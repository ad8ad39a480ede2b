use chrono::prelude::*;
use serde::{Deserialize, Serialize};

#[derive(Debug, Deserialize, Serialize, Clone, Copy, sqlx::Type, PartialEq, Eq)]
#[sqlx(type_name = "user_role", rename_all = "snake_case")]
#[serde(rename_all = "snake_case")]
pub enum UserRole {
    Admin,
    User,
}

impl UserRole {
    pub fn to_str(&self) -> &str {
        match self {
            UserRole::Admin => "admin",
            UserRole::User => "user",
        }
    }
}

#[derive(Debug, Deserialize, Serialize, sqlx::FromRow, Clone, PartialEq)]
#[serde(rename_all = "camelCase")]
pub struct User {
    pub id: uuid::Uuid,
    /// Subject id issued by the identity provider.
    pub identity_id: String,
    pub email: String,
    pub name: Option<String>,
    pub phone: Option<String>,
    pub role: UserRole,
    pub created_at: DateTime<Utc>,
    pub updated_at: DateTime<Utc>,
}

impl User {
    pub fn is_admin(&self) -> bool {
        self.role == UserRole::Admin
    }
}

/// Principal fields written by an upsert. `role: None` keeps the stored role.
#[derive(Debug, Clone)]
pub struct UpsertUser {
    pub identity_id: String,
    pub email: String,
    pub name: Option<String>,
    pub phone: Option<String>,
    pub role: Option<UserRole>,
}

→ Exercise aim
Among the entries, how many lines include the word "UserRole"? Answer with a single number and nothing further.

→ Exercise result
7